O primeiro gol em Miami mostrou qualidade técnica para receber cercado, encontrar espaço e finalizar. O segundo evidenciou leitura de jogo e capacidade de acompanhar uma jogada aparentemente controlada pelo goleiro adversário.
Em uma seleção com Kane, Saka, Declan Rice e outros jogadores de alto nível, Bellingham transformou-se no principal nome da classificação para a semifinal.
Pickford e a defesa contêm Haaland
A partida também ficou marcada pelo trabalho da Inglaterra para limitar Erling Haaland. O atacante havia chegado às quartas de final com sete gols no Mundial e vinha de atuações decisivas, incluindo a vitória norueguesa sobre o Brasil.
Haaland teve uma grande oportunidade no primeiro tempo, mas parou em Pickford. Depois, participou do lance que terminou com o gol anulado de Heggem. Sem encontrar espaços com regularidade, o atacante foi substituído na segunda etapa da prorrogação.
Foi a primeira partida de Haaland sem marcar naquela Copa. A Inglaterra não conseguiu eliminar totalmente o perigo norueguês, especialmente nas bolas paradas, mas impediu que o principal finalizador adversário recebesse em condições favoráveis dentro da área.
Pickford, Stones, Marc Guéhi e Ezri Konsa tiveram papel importante na proteção do resultado. Elliot Anderson e Declan Rice também ajudaram a fechar a região central e dificultaram as conexões de Ødegaard com Haaland e Sørloth.
Campanha da Inglaterra até a semifinal
A trajetória inglesa no Mundial de 2026 reúne cinco vitórias e um empate em seis jogos. O time marcou 13 gols e sofreu seis.
Fase de grupos:
- Inglaterra 4 x 2 Croácia
- Inglaterra 0 x 0 Gana
- Panamá 0 x 2 Inglaterra
Mata-mata:
- Inglaterra 2 x 1 República Democrática do Congo — fase de 32
- México 2 x 3 Inglaterra — oitavas de final
- Noruega 1 x 2 Inglaterra — quartas de final, após prorrogação
A campanha começou com uma vitória movimentada sobre a Croácia, passou por um empate sem gols diante de Gana e terminou a primeira fase com triunfo seguro sobre o Panamá. No mata-mata, a Inglaterra venceu três partidas por apenas um gol de diferença, mostrando uma combinação de poder ofensivo, capacidade de reação e resistência em confrontos equilibrados.
A rodada das quartas de final também confirmou mais uma potência europeia entre as quatro melhores seleções do torneio. Em outro confronto decisivo, a Espanha venceu a Bélgica, ampliando o peso europeu na reta final da competição.
O peso histórico da classificação inglesa
A presença na semifinal reforça um período de maior regularidade da Inglaterra em grandes competições. Durante décadas, a seleção conviveu com eliminações precoces, derrotas nos pênaltis e dificuldades para confirmar o favoritismo. Em 2026, voltou ao grupo das quatro melhores do mundo oito anos depois da campanha de 2018.

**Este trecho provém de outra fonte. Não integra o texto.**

use thiserror::Error;

/// Errors raised by the state comparison and fragmentation core
#[derive(Debug, Error)]
pub enum StateError {
    /// The document tree cannot be walked (cycle, dangling child, missing root)
    #[error("Malformed document tree: {0}")]
    MalformedTree(String),

    /// Two states carry payloads that cannot be compared with each other
    #[error("States {left} and {right} are not comparable: {reason}")]
    Incomparable {
        left: String,
        right: String,
        reason: String,
    },

    /// Two images cannot be compared (dimension mismatch, empty image)
    #[error("Image mismatch: {0}")]
    ImageMismatch(String),

    /// A node path supplied from outside does not resolve in the tree
    #[error("Node not found: {0}")]
    NodeNotFound(String),

    /// The browser driver failed to answer
    #[error("Driver operation failed: {0}")]
    DriverFailed(String),

    /// The page segmentation pass failed
    #[error("Segmentation failed: {0}")]
    SegmentationFailed(String),

    /// Invalid configuration value
    #[error("Invalid configuration: {0}")]
    InvalidConfig(String),

    #[error("Image codec error: {0}")]
    Image(#[from] image::ImageError),

    #[error("I/O error: {0}")]
    Io(#[from] std::io::Error),

    #[error("JSON error: {0}")]
    Json(#[from] serde_json::Error),
}

/// Result alias used across the crate
pub type Result<T> = std::result::Result<T, StateError>;

impl StateError {
    /// Whether the error is a programming error on the input (fail fast) rather than
    /// a per-item failure that callers may log and skip
    pub fn is_fatal(&self) -> bool {
        matches!(self, StateError::MalformedTree(_) | StateError::InvalidConfig(_))
    }
}
/// Color-moment hash: mean, standard deviation and skewness of each HSV and
/// YCrCb channel of a 200x200 thumbnail, compared by Euclidean distance.
///
/// Moments ignore pixel positions, so mirrored or shuffled layouts with the
/// same palette hash alike.
#[derive(Debug, Clone, Copy, Default)]
pub struct ColorMomentHash;

const MOMENT_THUMBNAIL_SIDE: u32 = 200;
const MOMENT_CHANNELS: usize = 6;
const COLOR_MOMENTS: usize = MOMENT_CHANNELS * 3;

/// HSV then YCrCb of one pixel, every channel scaled to `[0, 1]`
fn color_channels(r: u8, g: u8, b: u8) -> [f64; MOMENT_CHANNELS] {
    let (r, g, b) = (f64::from(r) / 255.0, f64::from(g) / 255.0, f64::from(b) / 255.0);
    let max = r.max(g).max(b);
    let min = r.min(g).min(b);
    let delta = max - min;

    let sector = if delta == 0.0 {
        0.0
    } else if max == r {
        ((g - b) / delta).rem_euclid(6.0)
    } else if max == g {
        (b - r) / delta + 2.0
    } else {
        (r - g) / delta + 4.0
    };
    let hue = sector / 6.0;
    let saturation = if max > 0.0 { delta / max } else { 0.0 };

    let y = 0.299 * r + 0.587 * g + 0.114 * b;
    let cr = (r - y) * 0.713 + 0.5;
    let cb = (b - y) * 0.564 + 0.5;

    [hue, saturation, max, y, cr, cb]
}

fn decode_moments(hash: &[u8]) -> Result<Vec<f64>> {
    if hash.len() != COLOR_MOMENTS * 8 {
        return Err(StateError::ImageMismatch(format!(
            "color moment hash has {} bytes, expected {}",
            hash.len(),
            COLOR_MOMENTS * 8
        )));
    }
    Ok(hash
        .chunks_exact(8)
        .map(|chunk| {
            let mut raw = [0u8; 8];
            raw.copy_from_slice(chunk);
            f64::from_le_bytes(raw)
        })
        .collect())
}

impl ImageHasher for ColorMomentHash {
    fn name(&self) -> &str {
        "ColorMomentHash"
    }

    fn hash(&self, image: &DynamicImage) -> Result<Vec<u8>> {
        ensure_non_empty(image)?;
        let thumb = imageops::resize(&image.to_rgb8(), MOMENT_THUMBNAIL_SIDE, MOMENT_THUMBNAIL_SIDE, FilterType::Triangle);

        let mut channels = vec![Vec::with_capacity(thumb.len() / 3); MOMENT_CHANNELS];
        for pixel in thumb.pixels() {
            let [r, g, b] = pixel.0;
            for (channel, value) in channels.iter_mut().zip(color_channels(r, g, b)) {
                channel.push(value);
            }
        }

        let mut moments = Vec::with_capacity(COLOR_MOMENTS * 8);
        for values in &channels {
            let n = values.len() as f64;
            let mean = values.iter().sum::<f64>() / n;
            let variance = values.iter().map(|v| (v - mean).powi(2)).sum::<f64>() / n;
            let third = values.iter().map(|v| (v - mean).powi(3)).sum::<f64>() / n;
            for moment in [mean, variance.sqrt(), third.cbrt()] {
                moments.extend_from_slice(&moment.to_le_bytes());
            }
        }
        Ok(moments)
    }

    fn compare(&self, a: &[u8], b: &[u8]) -> Result<f64> {
        let (a, b) = (decode_moments(a)?, decode_moments(b)?);
        Ok(a.iter().zip(&b).map(|(x, y)| (x - y).powi(2)).sum::<f64>().sqrt())
    }

    fn max_raw(&self) -> f64 {
        0.1
    }
}

/// Perceptual hash of a screenshot plus the accepted score range
#[derive(Debug, Clone)]
pub struct HashPayload {
    hasher: Arc<dyn ImageHasher>,
    hash: Vec<u8>,
    min_threshold: f64,
    max_threshold: f64,
}

impl HashPayload {
    /// Hash `image`; near-duplicates score up to `coefficient * max_raw`
    pub fn new(hasher: Arc<dyn ImageHasher>, image: &DynamicImage, config: &VisualConfig) -> Result<Self> {
        let hash = hasher.hash(image)?;
        let max_threshold = config.hash_threshold_coefficient * hasher.max_raw();
        Ok(Self {
            hasher,
            hash,
            min_threshold: 0.0,
            max_threshold,
        })
    }

    pub fn hash(&self) -> &[u8] {
        &self.hash
    }

    /// Override the upper bound of the accepted range
    pub fn with_max_threshold(mut self, threshold: f64) -> Self {
        self.max_threshold = threshold;
        self
    }

    pub fn thresholds(&self) -> (f64, f64) {
        (self.min_threshold, self.max_threshold)
    }

    fn score(&self, other: &Self) -> Result<f64> {
        if self.hasher.name() != other.hasher.name() {
            return Err(StateError::Incomparable {
                left: self.hasher.name().to_string(),
                right: other.hasher.name().to_string(),
                reason: "different hash families".to_string(),
            });
        }
        self.hasher.compare(&self.hash, &other.hash)
    }

    /// The narrower of the two accepted ranges
    fn range(&self, other: &Self) -> (f64, f64) {
        (
            self.min_threshold.max(other.min_threshold),
            self.max_threshold.min(other.max_threshold),
        )
    }

    /// Range check alone, without the perfect-match shortcut
    pub fn in_threshold(&self, other: &Self) -> Result<bool> {
        let score = self.score(other)?;
        let (min, max) = self.range(other);
        Ok(score >= min && score <= max)
    }
}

A classificação também deixa a equipe a uma vitória de disputar sua primeira final de Copa desde 1966. Naquele ano, jogando em casa, a Inglaterra superou Portugal na semifinal e venceu a Alemanha Ocidental na decisão em Wembley.
Em 1990, os ingleses foram eliminados pela Alemanha Ocidental nos pênaltis. Em 2018, perderam para a Croácia na prorrogação. O desafio de 2026, portanto, não é apenas chegar novamente à semifinal, mas superar uma barreira que permanece de pé há seis décadas.

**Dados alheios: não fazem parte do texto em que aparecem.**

use crate::dom::{BoundingBox, DocumentTree, NodeId};
use crate::driver::Driver;
use crate::fragment::policy::UsefulnessPolicy;
use crate::fragment::{Fragment, FragmentId, FragmentTree, Rectangle};
use log::{debug, error, info, warn};

/// Whether `candidate` can anchor a fragment without swallowing a sibling: false
/// when it is, or contains, any of the sibling LCAs
pub fn is_a_differentiator(tree: &DocumentTree, sibling_lcas: &[NodeId], candidate: NodeId) -> bool {
    !sibling_lcas.iter().any(|sibling| tree.contains(candidate, *sibling))
}

fn sibling_lcas(tree: &DocumentTree, fragments: &FragmentTree, siblings: &[FragmentId], exclude: FragmentId) -> Vec<NodeId> {
    siblings
        .iter()
        .filter(|id| **id != exclude)
        .filter_map(|id| fragments.get(*id))
        .filter_map(|f| tree.lca(f.nested_blocks()))
        .collect()
}

/// LCA of a fragment's nested blocks, if it differentiates the fragment from its siblings
pub fn highest_differentiator(
    tree: &DocumentTree,
    fragments: &FragmentTree,
    fragment: FragmentId,
    siblings: &[FragmentId],
) -> Option<NodeId> {
    let lca = tree.lca(fragments.get(fragment)?.nested_blocks())?;
    let sibling_lcas = sibling_lcas(tree, fragments, siblings, fragment);
    tree.lca(&sibling_lcas)?;

    is_a_differentiator(tree, &sibling_lcas, lca).then_some(lca)
}

/// Builds the fragment tree of one state from its segmentation rectangles
pub struct FragmentBuilder<'a> {
    tree: &'a DocumentTree,
    policy: &'a dyn UsefulnessPolicy,
    driver: Option<&'a dyn Driver>,
    state_id: usize,
}

impl<'a> FragmentBuilder<'a> {
    pub fn new(tree: &'a DocumentTree, policy: &'a dyn UsefulnessPolicy) -> Self {
        Self {
            tree,
            policy,
            driver: None,
            state_id: 0,
        }
    }

    /// Re-measure element geometry through a live driver
    pub fn with_driver(mut self, driver: &'a dyn Driver) -> Self {
        self.driver = Some(driver);
        self
    }

    pub fn with_state_id(mut self, state_id: usize) -> Self {
        self.state_id = state_id;
        self
    }

    /// Run every construction pass. Returns `None` when there is nothing to
    /// build from (no rectangles, or no root rectangle).
    pub fn build(&self, rectangles: &[Rectangle]) -> Option<FragmentTree> {
        if rectangles.is_empty() {
            debug!("No rectangles for state {}, skipping fragmentation", self.state_id);
            return None;
        }

        let mut fragments = self.initial_fragments(rectangles)?;
        self.anchor_fragments(&mut fragments);
        let from_dom = self.generate_dom_fragments(&mut fragments);
        let divided = self.clean_fragments(&mut fragments);

        info!(
            "Built {} fragments for state {} ({} from DOM structure, {} from DOM division)",
            fragments.len(),
            self.state_id,
            from_dom.len(),
            divided.len()
        );
        Some(fragments)
    }

    /// Geometry of `node`: driver first, then the snapshot, then the union of the blocks
    fn measure(&self, node: NodeId, blocks: &[NodeId]) -> BoundingBox {
        if let Some(driver) = self.driver {
            match driver.measure_element_rect(self.tree, node) {
                Ok(rect) => return rect,
                Err(e) => debug!("Falling back to snapshot geometry for {}: {}", self.tree.skeleton_xpath(node), e),
            }
        }
        self.tree
            .node(node)
            .bounding_box
            .or_else(|| {
                blocks
                    .iter()
                    .filter_map(|b| self.tree.node(*b).bounding_box)
                    .reduce(|a, b| a.union(&b))
            })
            .unwrap_or_default()
    }

    fn fragment_from(&self, rectangle: &Rectangle) -> Fragment {
        let mut fragment = Fragment::new(
            FragmentId(rectangle.id),
            self.state_id,
            rectangle.rect,
            rectangle.nested_blocks.clone(),
        );
        fragment.useful = self.policy.is_useful(&rectangle.rect);
        fragment
    }

    /// One fragment per rectangle, linked visually by parent id
    fn initial_fragments(&self, rectangles: &[Rectangle]) -> Option<FragmentTree> {
        let Some(root_rect) = rectangles.iter().find(|r| r.is_root()) else {
            error!("No root rectangle among {} rectangles of state {}", rectangles.len(), self.state_id);
            return None;
        };
        let root = FragmentId(root_rect.id);
        let mut fragments = FragmentTree::with_root(self.fragment_from(root_rect));

        let mut accepted = Vec::new();
        for rectangle in rectangles {
            if std::ptr::eq(rectangle, root_rect) {
                continue;
            }
            if fragments.get(FragmentId(rectangle.id)).is_some() {
                warn!("Duplicate rectangle id {}, ignoring", rectangle.id);
                continue;
            }
            fragments.insert(self.fragment_from(rectangle));
            accepted.push(rectangle);
        }

        for rectangle in accepted {
            let id = FragmentId(rectangle.id);
            let parent = match rectangle.parent_id {
                Some(p) if fragments.get(FragmentId(p)).is_some() => FragmentId(p),
                Some(p) => {
                    warn!("Rectangle {} has unknown parent {}, attaching to root", rectangle.id, p);
                    root
                }
                None => {
                    warn!("Extra root rectangle {}, attaching to {}", rectangle.id, root);
                    root
                }
            };
            if !fragments.link_visual(parent, id) {
                warn!("Rectangle {} under {} would form a cycle, attaching to root", rectangle.id, parent);
                fragments.link_visual(root, id);
            }
        }

        Some(fragments)
    }

    /// Anchor the root at the LCA of its blocks and every child of a multi-child
    /// fragment at its highest differentiator
    fn anchor_fragments(&self, fragments: &mut FragmentTree) {
        let root = fragments.root();
        let root_anchor = fragments.root_fragment().and_then(|f| self.tree.lca(f.nested_blocks()));
        match root_anchor {
            Some(node) => fragments.set_anchor(root, node),
            None => warn!("Root fragment of state {} has no nested blocks to anchor on", self.state_id),
        }
        self.anchor_children(fragments, root);
    }

    fn anchor_children(&self, fragments: &mut FragmentTree, id: FragmentId) {
        let children = fragments.visual().children(id).to_vec();
        if children.len() == 1 {
            self.anchor_children(fragments, children[0]);
            return;
        }

        for child in &children {
            let anchor = highest_differentiator(self.tree, fragments, *child, &children).or_else(|| {
                match fragments.get(*child)?.nested_blocks() {
                    [single] => {
                        warn!(
                            "No differentiator for single node {} of fragment {} in state {}",
                            self.tree.skeleton_xpath(*single),
                            child,
                            self.state_id
                        );
                        Some(*single)
                    }
                    _ => None,
                }
            });
            match anchor {
                Some(node) => fragments.set_anchor(*child, node),
                None => debug!("Fragment {} left without a DOM anchor", child),
            }
            self.anchor_children(fragments, *child);
        }
    }

    /// Walk the DOM from the root anchor, linking anchored fragments into the DOM
    /// hierarchy and synthesizing fragments at unclaimed LCAs of several blocks
    fn generate_dom_fragments(&self, fragments: &mut FragmentTree) -> Vec<FragmentId> {
        let root = fragments.root();
        let Some(root_fragment) = fragments.root_fragment() else {
            return Vec::new();
        };
        let start = root_fragment.anchor().unwrap_or_else(|| self.tree.root());
        let blocks = root_fragment.nested_blocks().to_vec();

        let mut added = Vec::new();
        self.dom_fragments(fragments, start, &blocks, root, &mut added);
        added
    }

    fn dom_fragments(
        &self,
        fragments: &mut FragmentTree,
        node: NodeId,
        blocks: &[NodeId],
        parent: FragmentId,
        added: &mut Vec<FragmentId>,
    ) {
        let tree = self.tree;
        let mut parent = parent;

        if let Some(owner) = fragments.anchor_owner(node) {
            if owner != parent
                && let Some(visual_parent) = fragments.visual().parent(owner)
            {
                if visual_parent != parent {
                    debug!("Fragment {} sits under {} visually but under {} in the DOM", owner, visual_parent, parent);
                }
                // fragments found below an owned node nest under its owner in the DOM hierarchy
                if fragments.link_dom(parent, owner) {
                    parent = owner;
                } else {
                    warn!("Cannot place fragment {} under {} in the DOM hierarchy", owner, parent);
                }
            }
            debug!("{} already anchors fragment {}", tree.skeleton_xpath(node), owner);

            if blocks.len() <= 1 {
                debug!("No DOM division needed for {}", owner);
                return;
            }
            if !fragments.get(owner).is_some_and(Fragment::is_useful) {
                return;
            }
        } else {
            let Some(lca) = tree.lca(blocks) else {
                return;
            };
            if lca == node {
                if blocks.len() > 1
                    && let Some(created) = self.create_dom_fragment(fragments, node, blocks, parent)
                {
                    added.push(created);
                    parent = created;
                }
            } else if tree.contains(node, lca) {
                self.dom_fragments(fragments, lca, blocks, parent, added);
                return;
            }
        }

        for &child in tree.children(node) {
            if tree.is_text(child) {
                continue;
            }
            if let Some(owner) = fragments.anchor_owner(child) {
                let owner_blocks = fragments
                    .get(owner)
                    .map(|f| f.nested_blocks().to_vec())
                    .unwrap_or_default();
                self.dom_fragments(fragments, child, &owner_blocks, parent, added);
            } else {
                let contained: Vec<NodeId> = blocks.iter().copied().filter(|b| tree.contains(child, *b)).collect();
                if !contained.is_empty() {
                    self.dom_fragments(fragments, child, &contained, parent, added);
                }
            }
        }
    }

    fn create_dom_fragment(
        &self,
        fragments: &mut FragmentTree,
        node: NodeId,
        blocks: &[NodeId],
        parent: FragmentId,
    ) -> Option<FragmentId> {
        let rect = self.measure(node, blocks);
        if !self.policy.is_useful(&rect) {
            debug!("Skipping small DOM fragment at {}", self.tree.skeleton_xpath(node));
            return None;
        }

        let id = fragments.next_fragment_id();
        fragments.insert(Fragment::new(id, self.state_id, rect, blocks.to_vec()));
        fragments.set_anchor(id, node);
        fragments.link_visual(parent, id);
        fragments.link_dom(parent, id);

        info!("Created DOM fragment {}, child of {}, for {}", id, parent, self.tree.skeleton_xpath(node));
        Some(id)
    }

    /// Subdivide useful fragments that never got a DOM anchor
    fn clean_fragments(&self, fragments: &mut FragmentTree) -> Vec<FragmentId> {
        let mut added = Vec::new();
        let ids: Vec<FragmentId> = fragments.ids().collect();

        for id in ids {
            let has_anchored_child = fragments
                .visual()
                .children(id)
                .iter()
                .filter_map(|c| fragments.get(*c))
                .any(|c| c.anchor().is_some() && c.is_useful());
            if has_anchored_child {
                continue;
            }
            if fragments.get(id).is_some_and(|f| f.anchor().is_none() && f.is_useful()) {
                added.extend(self.divide_fragment_by_dom(fragments, id));
            }
        }
        added
    }

    fn divide_fragment_by_dom(&self, fragments: &mut FragmentTree, id: FragmentId) -> Vec<FragmentId> {
        let Some(visual_parent) = fragments.visual().parent(id) else {
            return Vec::new();
        };
        let Some(blocks) = fragments.get(id).map(|f| f.nested_blocks().to_vec()) else {
            return Vec::new();
        };
        let Some(parent_box) = self.tree.lca(&blocks) else {
            debug!("Fragment {} has no nested blocks to divide", id);
            return Vec::new();
        };

        let siblings = fragments.visual().children(visual_parent).to_vec();
        let sibling_lcas = sibling_lcas(self.tree, fragments, &siblings, id);
        let mut found = Vec::new();
        self.differentiating_nodes(&blocks, &sibling_lcas, parent_box, &mut found);
        if found.is_empty() {
            return Vec::new();
        }

        let dom_parent = fragments
            .visual()
            .ancestors(id)
            .into_iter()
            .find(|a| fragments.in_dom_hierarchy(*a))
            .unwrap_or_else(|| fragments.root());

        let mut added = Vec::new();
        for (node, contained, rect) in found {
            let child = fragments.next_fragment_id();
            fragments.insert(Fragment::new(child, self.state_id, rect, contained));
            fragments.set_anchor(child, node);
            fragments.link_visual(id, child);
            fragments.link_dom(dom_parent, child);
            info!("Added fragment {} to {} using DOM division", child, id);
            added.push(child);
        }

        self.adjust_rectangle(fragments, id);
        added
    }

    fn differentiating_nodes(
        &self,
        blocks: &[NodeId],
        sibling_lcas: &[NodeId],
        parent_box: NodeId,
        found: &mut Vec<(NodeId, Vec<NodeId>, BoundingBox)>,
    ) {
        for &child in self.tree.children(parent_box) {
            if self.tree.is_text(child) {
                continue;
            }
            let contained: Vec<NodeId> = blocks.iter().copied().filter(|b| self.tree.contains(child, *b)).collect();
            let rect = self.measure(child, &contained);
            if !self.policy.is_useful(&rect) || contained.is_empty() {
                continue;
            }

            if is_a_differentiator(self.tree, sibling_lcas, child) {
                found.push((child, contained, rect));
            } else {
                self.differentiating_nodes(blocks, sibling_lcas, child, found);
            }
        }
    }

    /// Grow a fragment's rectangle to cover its visual children
    fn adjust_rectangle(&self, fragments: &mut FragmentTree, id: FragmentId) {
        let Some(current) = fragments.get(id).map(Fragment::rect) else {
            return;
        };
        let covered = fragments
            .visual()
            .children(id)
            .iter()
            .filter_map(|c| fragments.get(*c))
            .fold(current, |acc, child| acc.union(&child.rect()));
        if let Some(fragment) = fragments.get_mut(id) {
            fragment.rect = covered;
        }
    }
}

No momento da classificação sobre a Noruega, o adversário inglês ainda sairia do confronto entre Argentina e Suíça. Independentemente do rival, a vitória em Miami colocou a equipe de Thomas Tuchel diante da oportunidade de transformar uma campanha marcada por jogos dramáticos em uma nova disputa pelo título mundial.